→ **Your goal**
Reproduce only the lines of the material below that start at the line containing "use std::sync::mpsc;" and stop at the line containing "let store = &invoker.pipeline().store;". Keep both end lines.

→ **Supplied data**
impl RunState {
    fn new(nodes: usize, policy: FailurePolicy) -> Self {
        let mut ledger = Ledger::new();
        ledger.ensure_capacity(nodes);
        Self { ledger, errors: Vec::new(), probe_results: BTreeMap::new(), policy, stopped: false, cancelled: false }
    }

    /// True once fail-fast tripped or the run was cancelled.
    pub fn should_stop(&self) -> bool { self.stopped || self.cancelled }

    pub fn cancel(&mut self) {
        if !self.cancelled {
            info!("run cancelled; no further nodes will be scheduled");
            self.cancelled = true;
            self.errors.push(ExecutionError::Cancelled);
        }
    }

    /// True when some producer of `id` failed or was skipped.
    pub fn is_blocked(&self, store: &GraphRegistry, id: NodeId) -> bool {
        store.producers(id).iter().any(|&p| self.ledger.is_blocked(p))
    }

    pub fn skip(&mut self, id: NodeId) {
        debug!(node = %id, "skipped: upstream failure");
        self.ledger.insert(id, NodeOutcome::Skipped);
    }

    pub fn complete(&mut self, id: NodeId, result: Result<Produced, NodeExecutionError>) {
        match result {
            Ok(Produced { outputs, observed }) => {
                if !observed.is_empty() {
                    self.probe_results.entry(id).or_default().extend(observed);
                }
                self.ledger.insert(id, NodeOutcome::Completed(outputs));
            }
            Err(err) => {
                self.ledger.insert(id, NodeOutcome::Failed);
                self.errors.push(ExecutionError::Node(err));
                if self.policy == FailurePolicy::FailFast {
                    self.stopped = true;
                }
            }
        }
    }

    fn finish(mut self, schedule: &Schedule, provenance: ProvenanceLog) -> RunResult {
        self.ledger.skip_unresolved(schedule.len());
        let status = if self.cancelled {
            RunStatus::Cancelled
        } else if self.errors.is_empty() {
            RunStatus::Succeeded
        } else {
            RunStatus::Failed
        };
        RunResult {
            status,
            ledger: self.ledger,
            sinks: schedule.sinks().to_vec(),
            errors: self.errors,
            provenance,
            probe_results: self.probe_results,
        }
    }
}
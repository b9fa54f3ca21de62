//! parallel.rs
//! Branch-parallel scheduling on a rayon worker pool.
//!
//! The caller thread acts as coordinator: it owns the ledger, dispatches every
//! node whose producers are complete, and releases dependents as completions
//! come back over a channel. Workers only ever see their own task.

use super::cancel::CancellationToken;
use super::engine::RunState;
use super::invoke::Invoker;
use super::ledger::{ExecutionError, NodeExecutionError};
use crate::graph::storage::GraphRegistry;
use crate::graph::{NodeId, Produced};
use crate::validation::Schedule;
use rayon::ThreadPoolBuilder;
use std::cmp::Reverse;
use std::collections::BinaryHeap;
use std::sync::mpsc;
use tracing::{debug, trace};

type Completion = (NodeId, Result<Produced, NodeExecutionError>);

/// Ready nodes, smallest topological position first.
struct ReadyQueue {
    heap: BinaryHeap<Reverse<(usize, NodeId)>>,
    // Unfinished producers per node
    pending: Vec<usize>,
}

impl ReadyQueue {
    fn new(store: &GraphRegistry, schedule: &Schedule) -> Self {
        let pending: Vec<usize> = (0..store.count()).map(|i| store.producers(NodeId::new(i)).len()).collect();
        let heap = schedule
            .order()
            .iter()
            .filter(|id| pending[id.index()] == 0)
            .map(|&id| Reverse((schedule.position(id), id)))
            .collect();
        Self { heap, pending }
    }

    fn pop(&mut self) -> Option<NodeId> { self.heap.pop().map(|Reverse((_, id))| id) }

    /// Marks `id` as resolved, queueing consumers whose producers are all resolved.
    fn release(&mut self, store: &GraphRegistry, schedule: &Schedule, id: NodeId) {
        for consumer in store.consumers(id) {
            let left = &mut self.pending[consumer.index()];
            *left -= 1;
            if *left == 0 {
                self.heap.push(Reverse((schedule.position(consumer), consumer)));
            }
        }
    }
}

pub(crate) fn run(
    invoker: &Invoker<'_>,
    schedule: &Schedule,
    state: &mut RunState,
    cancel: &CancellationToken,
    max_workers: usize,
) -> Result<(), ExecutionError> {
    let pool = ThreadPoolBuilder::new()
        .num_threads(max_workers)
        .thread_name(|i| format!("pipeline-worker-{}", i))
        .build()
        .map_err(|e| ExecutionError::WorkerPool(e.to_string()))?;
    debug!(workers = pool.current_num_threads(), "worker pool started");

    let store = &invoker.pipeline().store;
    let mut ready = ReadyQueue::new(store, schedule);
    let (tx, rx) = mpsc::channel::<Completion>();
    let mut in_flight = 0usize;

    pool.in_place_scope(|scope| loop {
        // 1. Dispatch everything that is ready
        while !state.should_stop() {
            if cancel.is_cancelled() {
                state.cancel();
                break;
            }
            let Some(id) = ready.pop() else { break };
            if state.is_blocked(store, id) {
                state.skip(id);
                ready.release(store, schedule, id);
                continue;
            }

            let task = invoker.prepare(id, &state.ledger);
            let tx = tx.clone();
            in_flight += 1;
            trace!(node = %id, in_flight, "dispatched");
            scope.spawn(move |_| {
                let result = invoker.invoke(task);
                let _ = tx.send((id, result));
            });
        }

        // 2. Wait for one completion; running nodes always finish
        if in_flight == 0 {
            break;
        }
        match rx.recv() {
            Ok((id, result)) => {
                in_flight -= 1;
                state.complete(id, result);
                ready.release(store, schedule, id);
            }
            Err(_) => break,
        }
    });

    Ok(())
}
impl NodeOutputs {
    pub fn new() -> Self { Self::default() }

    pub fn single(context: Context) -> Self {
        let mut out = Self::default();
        out.entries.push((None, context));
        out
    }

    pub fn with(mut self, port: impl Into<String>, context: Context) -> Self {
        self.entries.push((Some(port.into()), context));
        self
    }

    pub fn observe(mut self, value: Value) -> Self {
        self.observed.push(value);
        self
    }

    fn take(&mut self, port: &str, is_first: bool) -> Option<Context> {
        let pos = self
            .entries
            .iter()
            .position(|(name, _)| name.as_deref() == Some(port))
            .or_else(|| if is_first { self.entries.iter().position(|(name, _)| name.is_none()) } else { None })?;
        Some(self.entries.remove(pos).1)
    }
}

pub struct Node {
    name: String,
    inputs: SmallVec<[Port; 2]>,
    outputs: SmallVec<[Port; 1]>,
    schema: ParameterSchema,
    created_keys: Vec<String>,
    operation: Arc<dyn Operation>,
}

impl fmt::Debug for Node {
    fn fmt(&self, f: &mut fmt::Formatter<'_>) -> fmt::Result {
        f.debug_struct("Node")
            .field("name", &self.name)
            .field("inputs", &self.inputs)
            .field("outputs", &self.outputs)
            .field("schema", &self.schema)
            .field("created_keys", &self.created_keys)
            .finish_non_exhaustive()
    }
}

→ **Finished exercise**
use std::sync::mpsc;
use tracing::{debug, trace};

type Completion = (NodeId, Result<Produced, NodeExecutionError>);

/// Ready nodes, smallest topological position first.
struct ReadyQueue {
    heap: BinaryHeap<Reverse<(usize, NodeId)>>,
    // Unfinished producers per node
    pending: Vec<usize>,
}

impl ReadyQueue {
    fn new(store: &GraphRegistry, schedule: &Schedule) -> Self {
        let pending: Vec<usize> = (0..store.count()).map(|i| store.producers(NodeId::new(i)).len()).collect();
        let heap = schedule
            .order()
            .iter()
            .filter(|id| pending[id.index()] == 0)
            .map(|&id| Reverse((schedule.position(id), id)))
            .collect();
        Self { heap, pending }
    }

    fn pop(&mut self) -> Option<NodeId> { self.heap.pop().map(|Reverse((_, id))| id) }

    /// Marks `id` as resolved, queueing consumers whose producers are all resolved.
    fn release(&mut self, store: &GraphRegistry, schedule: &Schedule, id: NodeId) {
        for consumer in store.consumers(id) {
            let left = &mut self.pending[consumer.index()];
            *left -= 1;
            if *left == 0 {
                self.heap.push(Reverse((schedule.position(consumer), consumer)));
            }
        }
    }
}

pub(crate) fn run(
    invoker: &Invoker<'_>,
    schedule: &Schedule,
    state: &mut RunState,
    cancel: &CancellationToken,
    max_workers: usize,
) -> Result<(), ExecutionError> {
    let pool = ThreadPoolBuilder::new()
        .num_threads(max_workers)
        .thread_name(|i| format!("pipeline-worker-{}", i))
        .build()
        .map_err(|e| ExecutionError::WorkerPool(e.to_string()))?;
    debug!(workers = pool.current_num_threads(), "worker pool started");

    let store = &invoker.pipeline().store;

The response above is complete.